苫名 真

苫名 真

苫名 真

市立小樽美術館館長

1980年代は国際的にガラスアートが活況を呈した時期で、私が勤務していた北海道立近代美術館でも1982年から3年ごとに「世界現代ガラス展」を開催しました。同展は第5回展をもって終了しましたが、ほぼ同時期の1984年にスタートした「国際ガラス展・金沢」は回を重ね、今回で15回目。世界の最新のガラス状況を定期的に俯瞰できる貴重な機会となっています。関係者の皆様の継続への努力に心から敬意を表したいと思います。

さて、私が国内外の調査を担当した最後の「世界現代ガラス展」からすでに30年近くが経っています。今回の審査には当時の記憶を呼び起こしながら臨みました。

この間の変化としてまず感じたのは、地域性が希薄になったということでした。かつては作品を見ればかなりの程度、それがどの地域の作家によるものかを言い当てることができたものです。惜しい気もしますが、これは教育機関が整備され、情報入手も容易になったことで地域格差がなくなり、制作環境が平準化したことを示しているのでしょう。
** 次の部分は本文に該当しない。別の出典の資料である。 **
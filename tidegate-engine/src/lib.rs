//! Tidegate Randomization Engine
//!
//! Platform-agnostic core for shuffling crafting recipes, blueprint
//! locations and fragment spawns of an underwater survival game while
//! keeping every item reachable under a depth-based progression model.
//! This crate has no I/O of its own; callers supply world data through
//! [`DataLoader`] or construct [`WorldInputs`] directly.

pub mod balancer;
pub mod config;
pub mod constants;
pub mod data;
pub mod entity;
pub mod error;
pub mod gate;
pub mod numbers;
pub mod progression;
pub mod reachability;
pub mod result;
pub mod rng;
pub mod scheduler;
pub mod session;
pub mod shuffler;
pub mod spawn;

// Re-export commonly used types
pub use balancer::{BalanceFailure, BalancedBalancer, IngredientBalancer, RandomBalancer};
pub use config::{IngredientPolicy, RandomizerConfig, RecipeMode, ScanCountConfig};
pub use data::{EntityRecord, WorldData, WorldInputs};
pub use entity::{
    BiomePlacement, Blueprint, Category, Entity, EntityId, Ingredient, IngredientClass, Recipe,
    SpawnProfile,
};
pub use error::{ConfigError, InputError, RandomizerError};
pub use gate::{DependencyGate, GateVeto};
pub use progression::{Milestone, ProgressionGraph, VehicleTier};
pub use reachability::ReachabilityModel;
pub use result::{ResultBundle, ResultStore, RunStats, SpoilerEntry};
pub use rng::SessionRng;
pub use scheduler::{
    Checkpoint, EntityHandler, FragmentHandler, HandlerOutcome, RecipeHandler, Scheduler,
    SchedulerState, SessionHook,
};
pub use session::{ReachablePool, Session};
pub use shuffler::{
    DerivedUnlock, LocationAssignment, LocationItem, LocationKind, LocationShuffler, Position,
};
pub use spawn::{Biome, SpawnDistributor, split_rate};

/// Run one complete randomization session.
///
/// # Errors
///
/// Returns `RandomizerError::Config` for out-of-range configuration,
/// `RandomizerError::NoUsableRecords` for an empty entity set,
/// `RandomizerError::MissingGateTools` when the world lacks a tool the graph
/// gates on, and any error raised while scheduling (notably `Unsatisfiable`).
pub fn randomize(
    seed: u64,
    config: &RandomizerConfig,
    graph: &ProgressionGraph,
    inputs: WorldInputs,
) -> Result<ResultBundle, RandomizerError> {
    config.validate()?;
    if inputs.entities.is_empty() {
        return Err(RandomizerError::NoUsableRecords { kind: "entity" });
    }
    inputs.check_graph(graph)?;
    let session = Session::new(seed, config.clone(), graph.clone(), inputs);
    Scheduler::new(session).run()
}

/// Trait for abstracting data loading operations
/// Platform-specific implementations should provide this
pub trait DataLoader {
    type Error: std::error::Error + Send + Sync + 'static;

    /// Load the entity records.
    ///
    /// # Errors
    ///
    /// Returns an error if the records cannot be loaded.
    fn load_entities(&self) -> Result<Vec<EntityRecord>, Self::Error>;

    /// # Errors
    ///
    /// Returns an error if the biome records cannot be loaded.
    fn load_biomes(&self) -> Result<Vec<Biome>, Self::Error>;

    /// # Errors
    ///
    /// Returns an error if the location records cannot be loaded.
    fn load_locations(&self) -> Result<Vec<LocationItem>, Self::Error>;

    /// Custom progression graph; `None` selects the built-in one.
    ///
    /// # Errors
    ///
    /// Returns an error if a graph exists but cannot be loaded.
    fn load_progression(&self) -> Result<Option<ProgressionGraph>, Self::Error> {
        Ok(None)
    }

    /// Load configuration data for a specific system
    ///
    /// # Errors
    ///
    /// Returns an error if the configuration cannot be loaded or parsed.
    fn load_config<T>(&self, config_name: &str) -> Result<T, Self::Error>
    where
        T: serde::de::DeserializeOwned;
}

/// Loader-backed entry point that owns where world data comes from.
pub struct Randomizer<L>
where
    L: DataLoader,
{
    data_loader: L,
}

impl<L> Randomizer<L>
where
    L: DataLoader,
{
    pub const fn new(data_loader: L) -> Self {
        Self { data_loader }
    }

    /// Gather every record into a world document.
    ///
    /// # Errors
    ///
    /// Returns an error if any record set cannot be loaded.
    pub fn load_world(&self) -> Result<WorldData, L::Error> {
        let mut world = WorldData {
            entities: self.data_loader.load_entities()?,
            biomes: self.data_loader.load_biomes()?,
            locations: self.data_loader.load_locations()?,
            progression: self.data_loader.load_progression()?,
        };
        if let Some(graph) = world.progression.as_mut() {
            graph.normalize();
        }
        Ok(world)
    }

    /// Load the named configuration and world, then run a session.
    ///
    /// # Errors
    ///
    /// Returns an error if loading fails, the world has no usable records,
    /// or the session cannot complete.
    pub fn run(&self, seed: u64, config_name: &str) -> anyhow::Result<ResultBundle> {
        let config: RandomizerConfig = self.data_loader.load_config(config_name)?;
        let world = self.load_world()?;
        let graph = world.graph();
        let inputs = world.into_inputs()?;
        Ok(randomize(seed, &config, &graph, inputs)?)
    }
}

/// Load the three record sets on the blocking pool and join them before scheduling.
///
/// # Errors
///
/// Returns an error if any load fails or a loader task panics.
#[cfg(feature = "async")]
pub async fn load_inputs_concurrently<L>(loader: std::sync::Arc<L>) -> anyhow::Result<WorldData>
where
    L: DataLoader + Send + Sync + 'static,
{
    let entities = {
        let loader = std::sync::Arc::clone(&loader);
        tokio::task::spawn_blocking(move || loader.load_entities())
    };
    let biomes = {
        let loader = std::sync::Arc::clone(&loader);
        tokio::task::spawn_blocking(move || loader.load_biomes())
    };
    let locations = {
        let loader = std::sync::Arc::clone(&loader);
        tokio::task::spawn_blocking(move || loader.load_locations())
    };
    let (entities, biomes, locations) = tokio::try_join!(entities, biomes, locations)?;
    let mut world = WorldData {
        entities: entities?,
        biomes: biomes?,
        locations: locations?,
        progression: loader.load_progression()?,
    };
    if let Some(graph) = world.progression.as_mut() {
        graph.normalize();
    }
    Ok(world)
}

#[cfg(test)]
mod tests {
    use super::*;
    use serde::de::DeserializeOwned;
    use std::convert::Infallible;

    #[derive(Clone, Copy, Default)]
    struct FixtureLoader;

    impl DataLoader for FixtureLoader {
        type Error = Infallible;

        fn load_entities(&self) -> Result<Vec<EntityRecord>, Self::Error> {
            let titanium = EntityRecord {
                id: EntityId::new("titanium"),
                category: Category::RawMaterial,
                ingredients: Vec::new(),
                craft_amount: 1,
                blueprint: None,
                prerequisites: Vec::new(),
                value: 10,
                max_uses: 0,
                base_depth: 0,
                inventory_size: 1,
                spawn_variants: 1,
            };
            let knife = EntityRecord {
                id: EntityId::new("knife"),
                category: Category::Tool,
                ingredients: vec![Ingredient::new(EntityId::new("titanium"), 1)],
                value: 25,
                ..titanium.clone()
            };
            Ok(vec![titanium, knife])
        }

        fn load_biomes(&self) -> Result<Vec<Biome>, Self::Error> {
            Ok(Vec::new())
        }

        fn load_locations(&self) -> Result<Vec<LocationItem>, Self::Error> {
            Ok(Vec::new())
        }

        fn load_config<T>(&self, _config_name: &str) -> Result<T, Self::Error>
        where
            T: DeserializeOwned,
        {
            let parsed = serde_json::from_str("{}")
                .or_else(|_| serde_json::from_str("null"))
                .unwrap();
            Ok(parsed)
        }
    }

    #[test]
    fn randomizer_runs_from_loader() {
        let randomizer = Randomizer::new(FixtureLoader);
        let bundle = randomizer.run(0xABCD, "randomizer").unwrap();
        let knife = &bundle.recipes[&EntityId::new("knife")];
        assert_eq!(knife.ingredients[0].id.as_str(), "titanium");
        assert_eq!(bundle.seed, 0xABCD);
    }

    #[test]
    fn invalid_config_is_rejected_before_scheduling() {
        let world = Randomizer::new(FixtureLoader).load_world().unwrap();
        let config = RandomizerConfig {
            max_iterations: 0,
            ..RandomizerConfig::default()
        };
        let err = randomize(1, &config, &world.graph(), world.into_inputs().unwrap()).unwrap_err();
        assert!(matches!(err, RandomizerError::Config(_)));
    }

    #[test]
    fn world_without_construction_tool_fails_before_scheduling() {
        let world = WorldData::from_json(
            r#"{"entities": [
                {"id": "titanium", "category": "raw_material", "value": 5},
                {"id": "room", "category": "base_piece", "value": 40,
                 "ingredients": [{"id": "titanium", "amount": 2}]}
            ]}"#,
        )
        .unwrap();
        let err = randomize(
            1,
            &RandomizerConfig::default(),
            &world.graph(),
            world.into_inputs().unwrap(),
        )
        .unwrap_err();
        assert_eq!(
            err,
            RandomizerError::MissingGateTools {
                missing: vec![EntityId::new("builder")]
            }
        );
    }

    #[test]
    fn empty_inputs_are_fatal() {
        let err = randomize(
            1,
            &RandomizerConfig::default(),
            &ProgressionGraph::vanilla(),
            WorldInputs::default(),
        )
        .unwrap_err();
        assert_eq!(err, RandomizerError::NoUsableRecords { kind: "entity" });
    }
}
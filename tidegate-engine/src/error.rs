//! Error taxonomy for the randomization engine.
use thiserror::Error;

use crate::entity::EntityId;

/// Fatal outcomes surfaced to the caller; the session produces no bundle.
#[derive(Debug, Error, PartialEq)]
pub enum RandomizerError {
    #[error(
        "scheduler gave up after {iterations} iterations at depth {depth}m with {pending} entities unresolved (last attempted: {})",
        .last.as_ref().map_or("none", EntityId::as_str)
    )]
    Unsatisfiable {
        iterations: u32,
        pending: usize,
        last: Option<EntityId>,
        depth: i32,
        stuck: Vec<EntityId>,
    },
    #[error("no usable {kind} records remained after validation")]
    NoUsableRecords { kind: &'static str },
    #[error(
        "progression graph gates on {} but the world does not define it",
        .missing.iter().map(EntityId::as_str).collect::<Vec<_>>().join(", ")
    )]
    MissingGateTools { missing: Vec<EntityId> },
    #[error("no biome can host fragment {entity}")]
    NoEligibleBiome { entity: EntityId },
    #[error(transparent)]
    Config(#[from] ConfigError),
    #[error("scheduler has already run")]
    AlreadyRan,
}

/// A single malformed input record; the record is skipped.
#[derive(Debug, Clone, Error, PartialEq)]
pub enum InputError {
    #[error("record {index} has an empty id")]
    EmptyId { index: usize },
    #[error("duplicate entity id {id}")]
    DuplicateId { id: EntityId },
    #[error("recipe of {id} lists itself as an ingredient")]
    SelfReference { id: EntityId },
    #[error("recipe of {id} lists {ingredient} more than once")]
    DuplicateIngredient { id: EntityId, ingredient: EntityId },
    #[error("recipe of {id} has a zero amount for {ingredient}")]
    ZeroAmount { id: EntityId, ingredient: EntityId },
    #[error("{id} references unknown entity {reference}")]
    UnknownReference { id: EntityId, reference: EntityId },
    #[error("location {index} has a non-finite coordinate")]
    NonFiniteCoordinate { index: usize },
    #[error("location {index} unlocks unknown entity {id}")]
    UnknownLocationTarget { index: usize, id: EntityId },
    #[error("biome {name} has an invalid fragment rate {rate}")]
    InvalidRate { name: String, rate: f64 },
    #[error("biome record {index} has an empty name")]
    EmptyBiomeName { index: usize },
}

/// Errors raised when configuration invariants are violated.
#[derive(Debug, Clone, Error, PartialEq)]
pub enum ConfigError {
    #[error("{field} must be at least {min:.2} (got {value:.2})")]
    MinViolation {
        field: &'static str,
        min: f64,
        value: f64,
    },
    #[error("{field} must be between {min:.2} and {max:.2} (got {value:.2})")]
    RangeViolation {
        field: &'static str,
        min: f64,
        max: f64,
        value: f64,
    },
    #[error("scan count bounds invalid (min {min} > max {max})")]
    ScanBounds { min: u32, max: u32 },
}
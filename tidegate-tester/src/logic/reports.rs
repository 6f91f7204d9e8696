use anyhow::Result;
use colored::Colorize;
use std::io::Write;
use std::time::Duration;

use super::SeedResult;

pub fn generate_console_report<W: Write + ?Sized>(
    out: &mut W,
    results: &[SeedResult],
    total_duration: Duration,
) -> Result<()> {
    writeln!(out)?;
    writeln!(out, "{}", "📊 Seed Sweep Results Summary".bright_cyan().bold())?;
    writeln!(out, "{}", "==============================".cyan())?;

    let total = results.len();
    let passed = results.iter().filter(|r| r.passed).count();
    let failed = total - passed;

    writeln!(out, "Total seeds: {total}")?;
    writeln!(out, "Passed: {}", passed.to_string().green())?;
    writeln!(out, "Failed: {}", failed.to_string().red())?;
    #[allow(clippy::cast_precision_loss)]
    let success_rate = if total == 0 {
        0.0
    } else {
        (passed as f64 / total as f64) * 100.0
    };
    writeln!(out, "Success rate: {success_rate:.1}%")?;
    writeln!(out, "Total time: {total_duration:?}")?;
    writeln!(out)?;

    for result in results {
        let status = if result.passed {
            "✅ PASS".green()
        } else {
            "❌ FAIL".red()
        };
        writeln!(
            out,
            "{status} {} seed {}",
            result.plan_name.bold(),
            result.seed
        )?;
        writeln!(
            out,
            "   Iterations: {}/{} successful",
            result.successful_iterations, result.iterations_run
        )?;
        writeln!(out, "   Average time: {:?}", result.average_duration)?;
        if let Some(depth) = result.final_depth {
            writeln!(out, "   Final depth: {depth}m")?;
        }
        if let Some(fingerprint) = result.fingerprint {
            writeln!(out, "   Fingerprint: {fingerprint:016x}")?;
        }
        if !result.failures.is_empty() {
            writeln!(out, "   Failures:")?;
            for failure in &result.failures {
                writeln!(out, "     • {}", failure.red())?;
            }
        }
        writeln!(out)?;
    }

    let fastest = results.iter().min_by_key(|r| r.average_duration);
    let slowest = results.iter().max_by_key(|r| r.average_duration);
    if let (Some(fastest), Some(slowest)) = (fastest, slowest) {
        writeln!(out, "{}", "⚡ Performance Summary".bright_yellow().bold())?;
        writeln!(out, "{}", "=====================".yellow())?;
        writeln!(
            out,
            "Fastest: {} seed {} ({:?})",
            fastest.plan_name.green(),
            fastest.seed,
            fastest.average_duration
        )?;
        writeln!(
            out,
            "Slowest: {} seed {} ({:?})",
            slowest.plan_name.yellow(),
            slowest.seed,
            slowest.average_duration
        )?;
    }
    Ok(())
}

pub fn generate_json_report<W: Write + ?Sized>(out: &mut W, results: &[SeedResult]) -> Result<()> {
    serde_json::to_writer_pretty(&mut *out, results)?;
    writeln!(out)?;
    Ok(())
}

pub fn generate_markdown_report<W: Write + ?Sized>(
    out: &mut W,
    results: &[SeedResult],
) -> Result<()> {
    writeln!(out, "# Tidegate Seed Sweep Results\n")?;

    let total = results.len();
    let passed = results.iter().filter(|r| r.passed).count();

    writeln!(out, "## Summary\n")?;
    writeln!(out, "- **Total seeds**: {total}")?;
    writeln!(out, "- **Passed**: {passed}")?;
    writeln!(out, "- **Failed**: {}\n", total - passed)?;

    writeln!(out, "## Detailed Results\n")?;
    writeln!(out, "| Status | Plan | Seed | Iterations | Final depth | Fingerprint |")?;
    writeln!(out, "|---|---|---|---|---|---|")?;
    for result in results {
        let status = if result.passed { "✅" } else { "❌" };
        let depth = result
            .final_depth
            .map_or_else(|| "-".to_string(), |depth| format!("{depth}m"));
        let fingerprint = result
            .fingerprint
            .map_or_else(|| "-".to_string(), |value| format!("`{value:016x}`"));
        writeln!(
            out,
            "| {status} | {} | {} | {}/{} | {depth} | {fingerprint} |",
            result.plan_name, result.seed, result.successful_iterations, result.iterations_run
        )?;
    }

    let failing: Vec<&SeedResult> = results.iter().filter(|r| !r.failures.is_empty()).collect();
    if !failing.is_empty() {
        writeln!(out, "\n## Failures\n")?;
        for result in failing {
            writeln!(out, "### {} seed {}\n", result.plan_name, result.seed)?;
            for failure in &result.failures {
                writeln!(out, "- {failure}")?;
            }
            writeln!(out)?;
        }
    }
    Ok(())
}
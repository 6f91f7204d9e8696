#![cfg(feature = "async")]

use std::sync::Arc;

use tidegate_engine::{
    Biome, DataLoader, EntityRecord, LocationItem, RandomizerConfig, WorldData,
    load_inputs_concurrently, randomize,
};

const WORLD: &str = include_str!("../assets/data/world.json");

#[derive(Debug, thiserror::Error)]
#[error("fixture load failed: {0}")]
struct FixtureError(#[from] serde_json::Error);

struct JsonLoader {
    world: WorldData,
}

impl DataLoader for JsonLoader {
    type Error = FixtureError;

    fn load_entities(&self) -> Result<Vec<EntityRecord>, Self::Error> {
        Ok(self.world.entities.clone())
    }

    fn load_biomes(&self) -> Result<Vec<Biome>, Self::Error> {
        Ok(self.world.biomes.clone())
    }

    fn load_locations(&self) -> Result<Vec<LocationItem>, Self::Error> {
        Ok(self.world.locations.clone())
    }

    fn load_config<T>(&self, _config_name: &str) -> Result<T, Self::Error>
    where
        T: serde::de::DeserializeOwned,
    {
        Ok(serde_json::from_str("{}")?)
    }
}

#[tokio::test]
async fn concurrent_loading_matches_sequential_run() {
    let world = WorldData::from_json(WORLD).unwrap();
    let loader = Arc::new(JsonLoader {
        world: world.clone(),
    });
    let loaded = load_inputs_concurrently(loader).await.unwrap();
    assert_eq!(loaded.entities.len(), world.entities.len());

    let config = RandomizerConfig::default();
    let graph = world.graph();
    let sequential = randomize(77, &config, &graph, world.into_inputs().unwrap()).unwrap();
    let concurrent = randomize(77, &config, &loaded.graph(), loaded.into_inputs().unwrap()).unwrap();
    assert_eq!(sequential.fingerprint(), concurrent.fingerprint());
}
完成度が高い作品が増えたという印象も受けました。ほとんどの作品において、作者の構想が適切な手法と技術によって狙い通りに実現されていたように思います。これは時間をかけてじっくり取り組むことのできるキルンワークやバーナーワークが多用されていたこととも関係していそうです。一見ガラスらしくないテクスチャーや、繊維や紙を折って成形したかのような造形が新たな傾向として目を引きました。

少し残念だったのが、30年前の審査では時折体験した「こんな手があったか」という意表を突かれるような驚きを感じられなかったことです。スタジオグラス運動の開始から60年。さまざまなアイデアが出尽くし、誰も見たことのない斬新な表現などもう残されていないのかもしれません。

地域の特性や伝統に再度目を向けるのも一策かと思いましたが、応募作品の中にガラスアートの原点に回帰し、あらためてその可能性を探ろうとする姿勢が芽生えていたことに安心しました。ここから新たなムーヴメントが起こることを期待しています。